→ SUPPLIED RECORDS:
*** Block opens ***
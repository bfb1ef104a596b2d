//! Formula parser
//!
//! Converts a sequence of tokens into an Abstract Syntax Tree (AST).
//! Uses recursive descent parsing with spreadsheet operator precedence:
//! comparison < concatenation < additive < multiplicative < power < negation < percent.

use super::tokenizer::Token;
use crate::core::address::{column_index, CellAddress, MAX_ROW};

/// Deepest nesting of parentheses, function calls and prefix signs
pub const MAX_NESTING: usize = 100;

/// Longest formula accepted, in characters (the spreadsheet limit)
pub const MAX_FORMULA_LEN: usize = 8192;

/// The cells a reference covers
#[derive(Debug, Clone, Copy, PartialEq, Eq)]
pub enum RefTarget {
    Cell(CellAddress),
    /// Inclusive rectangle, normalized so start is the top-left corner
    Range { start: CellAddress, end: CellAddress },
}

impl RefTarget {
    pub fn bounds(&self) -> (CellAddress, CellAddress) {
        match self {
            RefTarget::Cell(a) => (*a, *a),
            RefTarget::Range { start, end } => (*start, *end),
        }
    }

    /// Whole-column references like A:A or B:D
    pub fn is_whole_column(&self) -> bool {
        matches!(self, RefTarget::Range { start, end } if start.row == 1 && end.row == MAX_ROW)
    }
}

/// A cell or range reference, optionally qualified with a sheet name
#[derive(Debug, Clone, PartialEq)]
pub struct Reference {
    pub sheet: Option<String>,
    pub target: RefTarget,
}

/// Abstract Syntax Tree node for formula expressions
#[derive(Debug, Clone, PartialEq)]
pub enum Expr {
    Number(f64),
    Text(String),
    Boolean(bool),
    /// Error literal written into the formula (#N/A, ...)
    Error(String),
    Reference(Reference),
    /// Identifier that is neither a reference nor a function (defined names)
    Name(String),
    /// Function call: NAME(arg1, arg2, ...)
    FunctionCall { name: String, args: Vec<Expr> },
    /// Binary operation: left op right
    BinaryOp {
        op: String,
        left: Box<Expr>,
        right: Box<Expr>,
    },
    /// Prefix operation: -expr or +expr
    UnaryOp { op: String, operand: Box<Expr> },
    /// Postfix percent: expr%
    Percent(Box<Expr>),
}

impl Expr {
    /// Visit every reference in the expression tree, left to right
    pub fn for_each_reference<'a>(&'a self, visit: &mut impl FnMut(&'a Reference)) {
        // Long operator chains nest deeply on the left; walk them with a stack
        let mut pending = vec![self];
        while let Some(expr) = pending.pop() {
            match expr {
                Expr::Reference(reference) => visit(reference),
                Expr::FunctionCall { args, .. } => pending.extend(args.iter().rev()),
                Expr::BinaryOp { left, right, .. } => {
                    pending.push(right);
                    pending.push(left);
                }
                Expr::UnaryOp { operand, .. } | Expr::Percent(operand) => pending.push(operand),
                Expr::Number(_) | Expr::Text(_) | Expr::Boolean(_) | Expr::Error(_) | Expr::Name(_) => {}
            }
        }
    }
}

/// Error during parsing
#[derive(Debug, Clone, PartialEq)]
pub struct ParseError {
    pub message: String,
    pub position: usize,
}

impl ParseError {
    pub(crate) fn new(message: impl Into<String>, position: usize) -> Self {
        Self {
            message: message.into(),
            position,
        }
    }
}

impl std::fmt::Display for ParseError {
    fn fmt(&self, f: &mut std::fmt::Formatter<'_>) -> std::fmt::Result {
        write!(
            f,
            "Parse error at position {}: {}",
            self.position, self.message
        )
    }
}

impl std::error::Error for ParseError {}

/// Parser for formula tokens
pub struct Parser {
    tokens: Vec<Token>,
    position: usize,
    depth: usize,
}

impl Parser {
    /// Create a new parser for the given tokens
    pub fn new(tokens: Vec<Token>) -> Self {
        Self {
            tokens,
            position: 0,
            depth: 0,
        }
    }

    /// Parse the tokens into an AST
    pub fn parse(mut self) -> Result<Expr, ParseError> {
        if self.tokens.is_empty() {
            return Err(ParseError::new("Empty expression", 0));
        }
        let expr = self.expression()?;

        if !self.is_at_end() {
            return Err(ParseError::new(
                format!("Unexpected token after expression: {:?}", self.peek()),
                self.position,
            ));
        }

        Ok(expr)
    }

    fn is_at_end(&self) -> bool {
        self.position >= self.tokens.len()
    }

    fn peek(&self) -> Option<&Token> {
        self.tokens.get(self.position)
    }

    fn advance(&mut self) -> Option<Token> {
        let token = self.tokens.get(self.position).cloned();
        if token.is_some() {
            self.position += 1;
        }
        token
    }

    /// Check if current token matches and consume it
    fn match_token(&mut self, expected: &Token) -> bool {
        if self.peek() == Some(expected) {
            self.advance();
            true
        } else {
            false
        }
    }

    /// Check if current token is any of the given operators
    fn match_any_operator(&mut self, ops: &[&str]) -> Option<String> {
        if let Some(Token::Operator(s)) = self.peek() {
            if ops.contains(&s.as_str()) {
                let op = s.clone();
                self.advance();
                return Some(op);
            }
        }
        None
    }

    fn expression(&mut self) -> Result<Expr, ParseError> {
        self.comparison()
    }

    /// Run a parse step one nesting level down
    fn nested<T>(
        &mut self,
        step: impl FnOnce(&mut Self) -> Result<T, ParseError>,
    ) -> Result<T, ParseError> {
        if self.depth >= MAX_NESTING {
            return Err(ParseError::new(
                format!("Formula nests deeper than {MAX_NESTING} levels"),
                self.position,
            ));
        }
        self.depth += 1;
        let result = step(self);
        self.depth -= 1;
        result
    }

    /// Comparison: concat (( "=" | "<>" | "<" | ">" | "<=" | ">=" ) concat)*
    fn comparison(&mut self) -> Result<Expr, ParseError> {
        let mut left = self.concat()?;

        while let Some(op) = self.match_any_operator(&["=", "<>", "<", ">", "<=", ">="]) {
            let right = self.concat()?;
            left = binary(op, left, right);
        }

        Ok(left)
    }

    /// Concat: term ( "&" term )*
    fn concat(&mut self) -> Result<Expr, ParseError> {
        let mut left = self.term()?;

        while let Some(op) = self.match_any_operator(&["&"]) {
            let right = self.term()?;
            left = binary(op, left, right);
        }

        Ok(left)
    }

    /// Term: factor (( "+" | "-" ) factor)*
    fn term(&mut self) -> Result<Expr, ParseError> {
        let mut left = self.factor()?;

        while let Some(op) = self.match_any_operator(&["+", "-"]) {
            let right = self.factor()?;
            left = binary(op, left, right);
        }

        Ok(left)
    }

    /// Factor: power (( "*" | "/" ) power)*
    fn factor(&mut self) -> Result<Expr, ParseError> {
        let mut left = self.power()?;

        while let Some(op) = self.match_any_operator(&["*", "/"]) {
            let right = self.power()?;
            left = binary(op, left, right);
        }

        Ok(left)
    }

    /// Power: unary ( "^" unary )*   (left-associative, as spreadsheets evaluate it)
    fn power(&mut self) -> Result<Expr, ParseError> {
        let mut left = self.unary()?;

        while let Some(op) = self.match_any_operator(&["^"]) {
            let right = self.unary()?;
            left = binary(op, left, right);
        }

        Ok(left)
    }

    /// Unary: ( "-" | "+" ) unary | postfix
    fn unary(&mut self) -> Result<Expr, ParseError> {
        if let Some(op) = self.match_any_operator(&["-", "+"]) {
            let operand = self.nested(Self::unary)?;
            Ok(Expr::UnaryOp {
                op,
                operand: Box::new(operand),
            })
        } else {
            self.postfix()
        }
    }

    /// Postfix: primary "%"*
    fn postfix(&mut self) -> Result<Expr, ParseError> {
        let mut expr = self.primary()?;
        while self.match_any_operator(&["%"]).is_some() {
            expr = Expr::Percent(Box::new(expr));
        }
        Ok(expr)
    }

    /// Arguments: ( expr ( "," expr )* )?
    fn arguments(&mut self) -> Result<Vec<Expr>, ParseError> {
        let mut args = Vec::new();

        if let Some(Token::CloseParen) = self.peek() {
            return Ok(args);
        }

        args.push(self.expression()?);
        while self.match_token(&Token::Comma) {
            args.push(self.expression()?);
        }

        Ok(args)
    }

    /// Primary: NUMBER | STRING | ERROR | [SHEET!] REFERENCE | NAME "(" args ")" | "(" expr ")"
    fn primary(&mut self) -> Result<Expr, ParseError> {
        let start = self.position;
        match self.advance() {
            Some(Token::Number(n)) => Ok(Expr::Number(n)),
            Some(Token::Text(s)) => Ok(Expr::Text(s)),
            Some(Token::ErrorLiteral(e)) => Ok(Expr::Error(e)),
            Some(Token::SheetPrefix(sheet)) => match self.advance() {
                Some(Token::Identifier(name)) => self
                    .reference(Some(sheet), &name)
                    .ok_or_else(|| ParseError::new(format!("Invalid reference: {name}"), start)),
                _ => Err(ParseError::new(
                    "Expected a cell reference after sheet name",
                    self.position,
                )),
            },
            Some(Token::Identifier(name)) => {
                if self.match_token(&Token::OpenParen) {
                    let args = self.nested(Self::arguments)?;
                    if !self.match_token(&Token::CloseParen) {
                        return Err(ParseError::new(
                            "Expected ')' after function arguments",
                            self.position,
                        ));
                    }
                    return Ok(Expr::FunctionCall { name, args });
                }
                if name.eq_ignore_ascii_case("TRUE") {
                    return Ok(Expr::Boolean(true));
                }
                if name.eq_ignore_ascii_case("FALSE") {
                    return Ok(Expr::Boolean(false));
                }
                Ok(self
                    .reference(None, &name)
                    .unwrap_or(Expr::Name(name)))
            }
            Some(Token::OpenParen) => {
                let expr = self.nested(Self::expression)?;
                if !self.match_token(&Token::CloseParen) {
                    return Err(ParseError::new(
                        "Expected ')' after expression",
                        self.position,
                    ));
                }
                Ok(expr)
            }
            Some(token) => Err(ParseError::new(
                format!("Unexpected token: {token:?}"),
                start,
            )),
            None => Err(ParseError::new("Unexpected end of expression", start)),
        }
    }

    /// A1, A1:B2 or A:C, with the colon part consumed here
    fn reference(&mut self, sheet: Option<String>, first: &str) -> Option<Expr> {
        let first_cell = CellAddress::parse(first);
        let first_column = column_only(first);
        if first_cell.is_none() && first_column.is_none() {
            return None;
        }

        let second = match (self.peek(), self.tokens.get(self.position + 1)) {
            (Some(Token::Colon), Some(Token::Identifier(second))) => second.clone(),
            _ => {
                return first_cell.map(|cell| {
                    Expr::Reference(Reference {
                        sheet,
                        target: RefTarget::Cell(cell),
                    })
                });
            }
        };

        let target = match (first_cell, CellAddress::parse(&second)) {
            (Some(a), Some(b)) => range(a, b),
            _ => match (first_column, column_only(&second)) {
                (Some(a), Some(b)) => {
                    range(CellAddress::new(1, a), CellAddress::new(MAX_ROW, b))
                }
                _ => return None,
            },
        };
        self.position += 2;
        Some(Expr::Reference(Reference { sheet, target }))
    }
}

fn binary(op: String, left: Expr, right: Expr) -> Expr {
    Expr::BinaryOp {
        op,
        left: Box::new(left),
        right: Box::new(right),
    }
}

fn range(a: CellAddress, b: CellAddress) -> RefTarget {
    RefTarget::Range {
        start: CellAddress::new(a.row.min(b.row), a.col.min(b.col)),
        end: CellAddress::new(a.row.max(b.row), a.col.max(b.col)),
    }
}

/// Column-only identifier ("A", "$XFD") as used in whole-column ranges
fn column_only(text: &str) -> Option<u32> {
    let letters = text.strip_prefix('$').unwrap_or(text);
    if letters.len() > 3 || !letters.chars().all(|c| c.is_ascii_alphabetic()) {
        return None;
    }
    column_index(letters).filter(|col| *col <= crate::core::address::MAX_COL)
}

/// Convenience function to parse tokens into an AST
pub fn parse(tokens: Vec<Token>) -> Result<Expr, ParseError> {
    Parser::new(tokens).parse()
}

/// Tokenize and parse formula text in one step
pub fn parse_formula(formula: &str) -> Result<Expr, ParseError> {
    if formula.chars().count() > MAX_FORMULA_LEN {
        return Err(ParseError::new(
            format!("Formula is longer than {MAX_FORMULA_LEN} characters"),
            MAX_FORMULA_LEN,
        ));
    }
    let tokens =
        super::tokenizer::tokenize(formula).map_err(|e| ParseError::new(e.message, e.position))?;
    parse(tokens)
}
*** Block closes ***
→ EXERCISE BRIEF: In the listing above, find each line with the word "than" and return it.

→ FINISHED EXERCISE:
                format!("Formula nests deeper than {MAX_NESTING} levels"),
            format!("Formula is longer than {MAX_FORMULA_LEN} characters"),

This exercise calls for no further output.